The survey questions covered daily milk volume, milk cooling & energy usage, milk supply chain, involvement of local communities, potential of transforming diesel based electricity supply to solar PV, and opportunities for enhancing electricity access for local off-grid communities using MCC PV-systems as energy hubs.
PV energy system modelling
A range of PV systems were modelled for two study MCCs, which considered the cooling load requirements for milk processing along with the other productive uses requirements. Productive uses include, (i) water purification, (ii) e-bike charging, and (iii) MCC as a charging hub for battery-as-a-service for community electrification.
The University of Southampton team also carried out extensive modelling and analysis for, (i) rain water harvesting, and (ii) thermal modelling for solar collector for hot water, and milk chiller cooling performance using TRNSYS.

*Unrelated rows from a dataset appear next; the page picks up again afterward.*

//! Maps Laplace-domain quantities from eigen-parameter space to physical
//! aquifer layers.
//!
//! Every quantity handled here is an `(eigen x npval)` matrix, or a stack of
//! them. Column `p` is projected with the eigenvector matrix of sample `p`.

use nalgebra::DMatrix;

use crate::C64;
use crate::aquifer::AquiferData;
use crate::errors::{ElementError, Result};

/// Which physical layers a caller wants back.
#[derive(Clone, Debug, PartialEq, Eq)]
pub enum LayerSelection {
    Single(usize),
    List(Vec<usize>),
    All,
}

impl LayerSelection {
    pub fn resolve(&self, naq: usize) -> Result<Vec<usize>> {
        let layers = match self {
            LayerSelection::Single(layer) => vec![*layer],
            LayerSelection::List(layers) => layers.clone(),
            LayerSelection::All => return Ok((0..naq).collect()),
        };
        match layers.iter().find(|&&layer| layer >= naq) {
            Some(&layer) => Err(ElementError::LayerOutOfRange { layer, naq }),
            None => Ok(layers),
        }
    }
}

impl Default for LayerSelection {
    fn default() -> Self {
        LayerSelection::Single(0)
    }
}

impl From<usize> for LayerSelection {
    fn from(layer: usize) -> Self {
        LayerSelection::Single(layer)
    }
}

impl From<Vec<usize>> for LayerSelection {
    fn from(layers: Vec<usize>) -> Self {
        LayerSelection::List(layers)
    }
}

impl From<&[usize]> for LayerSelection {
    fn from(layers: &[usize]) -> Self {
        LayerSelection::List(layers.to_vec())
    }
}

pub struct LayerProjector<'a> {
    aq: &'a AquiferData,
}

impl<'a> LayerProjector<'a> {
    pub fn new(aq: &'a AquiferData) -> Self {
        LayerProjector { aq }
    }

    /// `(neigen x npval)` to `(naq x npval)`.
    pub fn project(&self, x: &DMatrix<C64>) -> Result<DMatrix<C64>> {
        if x.nrows() != self.aq.neigen() {
            return Err(ElementError::ShapeMismatch {
                what: "eigen-parameter rows",
                expected: self.aq.neigen(),
                found: x.nrows(),
            });
        }
        if x.ncols() != self.aq.npval() {
            return Err(ElementError::ShapeMismatch {
                what: "Laplace samples",
                expected: self.aq.npval(),
                found: x.ncols(),
            });
        }
        let mut out = DMatrix::<C64>::zeros(self.aq.naq(), x.ncols());
        for (p, eigvec) in self.aq.eigvec().iter().enumerate() {
            out.set_column(p, &(eigvec * x.column(p)));
        }
        Ok(out)
    }

    pub fn project_stack(&self, stack: &[DMatrix<C64>]) -> Result<Vec<DMatrix<C64>>> {
        stack.iter().map(|x| self.project(x)).collect()
    }

    /// Projects every matrix of `stack` and keeps the rows in `layers`.
    /// The leading axis of the result still follows `stack`.
    pub fn project_select(
        &self,
        stack: &[DMatrix<C64>],
        layers: &LayerSelection,
    ) -> Result<Vec<DMatrix<C64>>> {
        let rows = layers.resolve(self.aq.naq())?;
        stack
            .iter()
            .map(|x| Ok(select_rows(&self.project(x)?, &rows)))
            .collect()
    }

    /// Projects a per-parameter stack and makes layers the leading axis:
    /// result `[layer]` is an `(nparam x npval)` matrix.
    pub fn project_layer_major(
        &self,
        stack: &[DMatrix<C64>],
        layers: &LayerSelection,
    ) -> Result<Vec<DMatrix<C64>>> {
        let rows = layers.resolve(self.aq.naq())?;
        let projected = self.project_stack(stack)?;
        Ok(swap_leading(&projected, &rows, self.aq.npval()))
    }
}

pub(crate) fn select_rows(m: &DMatrix<C64>, rows: &[usize]) -> DMatrix<C64> {
    DMatrix::from_fn(rows.len(), m.ncols(), |i, j| m[(rows[i], j)])
}

// stack[k] is (rows x npval); result[i] is (stack.len() x npval) taken from row rows[i]
fn swap_leading(stack: &[DMatrix<C64>], rows: &[usize], npval: usize) -> Vec<DMatrix<C64>> {
    rows.iter()
        .map(|&row| DMatrix::from_fn(stack.len(), npval, |k, p| stack[k][(row, p)]))
        .collect()
}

Remote monitoring & data logging
The research team installed a state-of-the-art monitoring and control system to understand the performance of the installed 20kWp PV-battery system in (i) serving cooling load, (ii) its potential to support other productive loads and (iii) linking availability of spare electricity on MCC community-energy portal.
Despite many challenges posed by COVID-19, the DeSiRABLE team successfully installed a 20kWp PV-battery system with the existing diesel generator kept solely as backup. Based on our modelling and analysis, (i) the standby generator should only be used for 5.5% of annual operational hours, and (ii) the PV system will be able to support productive applications as well as electricity access for local families through a battery-as-a-service scheme.
The PV-battery system consists of:
- 20kWp PV panels
- 3 x 8KVA Victron off-grid inverter-chargers
- 1 x 15kW Fronius grid-tie inverter
- 2 x 150 35 Victron MPPT charge controllers
- 60kWh Li-ion battery bank
Initial outcomes of the energy system modelling and business models have been presented in international conferences, with additional reports and publications being prepared.
Professor AbuBakr Bahaj presented his paper Enhancing sustainable off-grid rural electrification through PV based electrification of Milk Collection Centres in Rwanda at the International Conference on Sustainable Energy Technologies (SET 2022), hosted in Istanbul, Turker from 16-18 August 2022 . His presentation indicated that DeSiRABLE’s innovative approach of electrification within the MCC can offer grid price parity for the PV systems, which is estimated to be USD 0.25/kWh. Similar approaches can be replicated for different agricultural anchor base loads in Rwanda and other African countries to support SDG-7 and other related SDGs through multiplier effects.